REASONS OF THE COURT
(Given by Ellen France J)
Introduction
[1] In a decision delivered on 15 February 2007, Priestley J dismissed the appellant’s claim for specific performance in relation to a property at 7 Rose Road, Ponsonby: HC AK CIV 2005-404-1423. The appellant appeals against that decision.
[2] The issue on appeal is whether the agreement for sale and purchase of the property was validly cancelled by the respondent who was the vendor.
Factual background
[3] The parties entered into an agreement on 23 August 2001 under which the appellant was to purchase the Rose Road property from the respondent. The agreement was on the standard 7th edition (2) form approved by the Real Estate Institute of New Zealand and the Auckland District Law Society. That version was published in July 1999.
[4] On the same day, the parties entered into two other agreements under which the respondent agreed to sell two units (A and B) located on Ponsonby Road directly in front of the Rose Road property to the appellant. The three agreements were expressed to be interdependent.
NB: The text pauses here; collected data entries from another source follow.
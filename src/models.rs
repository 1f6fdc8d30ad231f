//! Core data models used throughout the pipeline.
//!
//! These types represent the documents, chunks, retrieval candidates and
//! recorded interactions that flow from ingestion through answering to
//! evaluation.

use chrono::{DateTime, Utc};
use serde::{Deserialize, Serialize};
use std::collections::BTreeMap;

/// A file as read from disk, before sentence filtering.
#[derive(Debug, Clone)]
pub struct RawDocument {
    pub title: String,
    pub category: String,
    pub body_text: String,
    pub source_metadata: BTreeMap<String, String>,
}

/// Why the filter rejected a sentence.
#[derive(Debug, Clone, Copy, PartialEq, Eq, Serialize)]
#[serde(rename_all = "snake_case")]
pub enum RejectReason {
    AboveThreshold,
    ForcedNoise,
}

/// Why the filter neither accepted nor rejected a sentence.
#[derive(Debug, Clone, Copy, PartialEq, Eq, Serialize)]
#[serde(rename_all = "snake_case")]
pub enum SkipReason {
    TooShort,
    ScorerFailed,
}

#[derive(Debug, Clone, Copy, PartialEq, Eq, Serialize)]
#[serde(tag = "verdict", rename_all = "snake_case")]
pub enum Verdict {
    Accepted,
    Rejected { reason: RejectReason },
    Skipped { reason: SkipReason },
}

/// One entry of a [`QualityTrace`].
#[derive(Debug, Clone, Serialize)]
pub struct SentenceVerdict {
    pub sentence: String,
    /// Anomaly score, absent when the sentence was never scored.
    pub score: Option<f64>,
    #[serde(flatten)]
    pub verdict: Verdict,
}

/// Per-sentence decision log produced while cleaning a document.
#[derive(Debug, Clone, Default, Serialize)]
pub struct QualityTrace {
    pub verdicts: Vec<SentenceVerdict>,
}

impl QualityTrace {
    pub fn accepted(&self) -> usize {
        self.count(|v| matches!(v, Verdict::Accepted))
    }

    pub fn rejected(&self) -> usize {
        self.count(|v| matches!(v, Verdict::Rejected { .. }))
    }

    pub fn skipped(&self) -> usize {
        self.count(|v| matches!(v, Verdict::Skipped { .. }))
    }

    fn count(&self, pred: impl Fn(&Verdict) -> bool) -> usize {
        self.verdicts.iter().filter(|v| pred(&v.verdict)).count()
    }
}

/// A document whose body holds only the sentences that passed the filter.
#[derive(Debug, Clone)]
pub struct CleanDocument {
    pub title: String,
    pub category: String,
    pub body_text: String,
    pub source_metadata: BTreeMap<String, String>,
    pub quality_trace: QualityTrace,
}

/// A bounded slice of a cleaned document; the unit that gets indexed.
#[derive(Debug, Clone, PartialEq, Serialize, Deserialize)]
pub struct Chunk {
    /// `{category}_{content hash}`, stable across re-ingestion.
    pub id: String,
    pub parent_title: String,
    pub category: String,
    pub content: String,
    pub chunk_index: usize,
    pub total_chunks: usize,
    pub source_metadata: BTreeMap<String, String>,
}

/// Per-chunk metadata stored alongside the vector.
#[derive(Debug, Clone, Default, PartialEq, Serialize, Deserialize)]
pub struct ChunkMetadata {
    pub title: String,
    pub category: String,
    pub chunk_index: usize,
    pub total_chunks: usize,
    #[serde(default)]
    pub source: BTreeMap<String, String>,
}

impl From<&Chunk> for ChunkMetadata {
    fn from(chunk: &Chunk) -> Self {
        ChunkMetadata {
            title: chunk.parent_title.clone(),
            category: chunk.category.clone(),
            chunk_index: chunk.chunk_index,
            total_chunks: chunk.total_chunks,
            source: chunk.source_metadata.clone(),
        }
    }
}

/// A retrieval candidate. Lives for one request only.
#[derive(Debug, Clone, Serialize)]
pub struct ScoredCandidate {
    pub chunk_id: String,
    pub title: String,
    pub category: String,
    pub content: String,
    /// `1 - distance` from the vector index.
    pub coarse_similarity: f64,
    /// Pairwise relevance score; drives the final ordering.
    pub rerank_score: f64,
}

/// Citation entry persisted with an interaction, aligned with `[Document N]`.
#[derive(Debug, Clone, PartialEq, Serialize, Deserialize)]
pub struct SourceRef {
    pub index: usize,
    pub title: String,
    pub category: String,
    pub similarity: f64,
}

/// The evaluated metrics.
#[derive(Debug, Clone, Copy, PartialEq, Eq, Hash, PartialOrd, Ord, Serialize, Deserialize)]
#[serde(rename_all = "snake_case")]
pub enum Metric {
    Faithfulness,
    AnswerRelevancy,
}

impl Metric {
    pub const ALL: [Metric; 2] = [Metric::Faithfulness, Metric::AnswerRelevancy];

    pub fn as_str(&self) -> &'static str {
        match self {
            Metric::Faithfulness => "faithfulness",
            Metric::AnswerRelevancy => "answer_relevancy",
        }
    }

    pub fn from_name(name: &str) -> Option<Metric> {
        Metric::ALL.into_iter().find(|m| m.as_str() == name)
    }
}

impl std::fmt::Display for Metric {
    fn fmt(&self, f: &mut std::fmt::Formatter<'_>) -> std::fmt::Result {
        f.write_str(self.as_str())
    }
}

/// Evaluator output persisted onto an interaction.
#[derive(Debug, Clone, Copy, Default, PartialEq, Serialize, Deserialize)]
pub struct QualityScores {
    pub faithfulness: Option<f64>,
    pub answer_relevancy: Option<f64>,
}

impl QualityScores {
    pub fn get(&self, metric: Metric) -> Option<f64> {
        match metric {
            Metric::Faithfulness => self.faithfulness,
            Metric::AnswerRelevancy => self.answer_relevancy,
        }
    }

    pub fn set(&mut self, metric: Metric, value: Option<f64>) {
        match metric {
            Metric::Faithfulness => self.faithfulness = value,
            Metric::AnswerRelevancy => self.answer_relevancy = value,
        }
    }

    pub fn is_empty(&self) -> bool {
        Metric::ALL.iter().all(|m| self.get(*m).is_none())
    }

    /// Mean of the metrics that are present.
    pub fn mean(&self) -> Option<f64> {
        let present: Vec<f64> = Metric::ALL.iter().filter_map(|m| self.get(*m)).collect();
        if present.is_empty() {
            None
        } else {
            Some(present.iter().sum::<f64>() / present.len() as f64)
        }
    }
}

/// A recorded question/answer exchange.
#[derive(Debug, Clone, PartialEq, Serialize, Deserialize)]
pub struct Interaction {
    pub id: String,
    pub timestamp: DateTime<Utc>,
    pub question: String,
    pub answer: String,
    pub contexts: Vec<String>,
    pub sources: Vec<SourceRef>,
    /// Seconds from request to answer.
    pub response_time: f64,
    pub user_feedback: Option<u8>,
    pub quality_scores: Option<QualityScores>,
    pub model_version: String,
    pub embedding_model: String,
}

#[cfg(test)]
mod tests {
    use super::*;

    #[test]
    fn test_quality_scores_mean_skips_missing() {
        let scores = QualityScores {
            faithfulness: Some(0.9),
            answer_relevancy: None,
        };
        assert_eq!(scores.mean(), Some(0.9));
        assert!(QualityScores::default().mean().is_none());
        assert!(QualityScores::default().is_empty());
    }

    #[test]
    fn test_metric_names() {
        assert_eq!(Metric::from_name("answer_relevancy"), Some(Metric::AnswerRelevancy));
        assert_eq!(Metric::from_name("context_recall"), None);
    }

    #[test]
    fn test_trace_counts() {
        let trace = QualityTrace {
            verdicts: vec![
                SentenceVerdict {
                    sentence: "a b c".into(),
                    score: Some(10.0),
                    verdict: Verdict::Accepted,
                },
                SentenceVerdict {
                    sentence: "x y z".into(),
                    score: Some(900.0),
                    verdict: Verdict::Rejected {
                        reason: RejectReason::AboveThreshold,
                    },
                },
                SentenceVerdict {
                    sentence: "hi".into(),
                    score: None,
                    verdict: Verdict::Skipped {
                        reason: SkipReason::TooShort,
                    },
                },
            ],
        };
        assert_eq!(trace.accepted(), 1);
        assert_eq!(trace.rejected(), 1);
        assert_eq!(trace.skipped(), 1);
    }
}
[5] The purchase price for Rose Road was $650,000 and the settlement date was 15 February 2002. However, settlement did not occur on 15 February and on 27 February 2002 Mr Landers, the solicitor for the respondent, wrote to the appellant’s solicitor, Mr Halse. The letter recorded, first, that the agreement for sale and purchase provided for settlement on 15 February. The letter went on to note that Mr Landers’ client, Mrs Campbell (on behalf of the respondent), had advised him that Mrs Van Kuyk (who was acting on behalf of the appellant) had “indicated” that she wanted an extension of the settlement date and that Mr Halse was “writing to [Mr Landers] regarding such extension”. The letter continued:
My client company is not prepared to grant a lengthy extension.
Please advise, immediately, the date on which your client proposes to settle.
I have been instructed to issue a settlement notice without further delay, if you fail to respond to this facsimile.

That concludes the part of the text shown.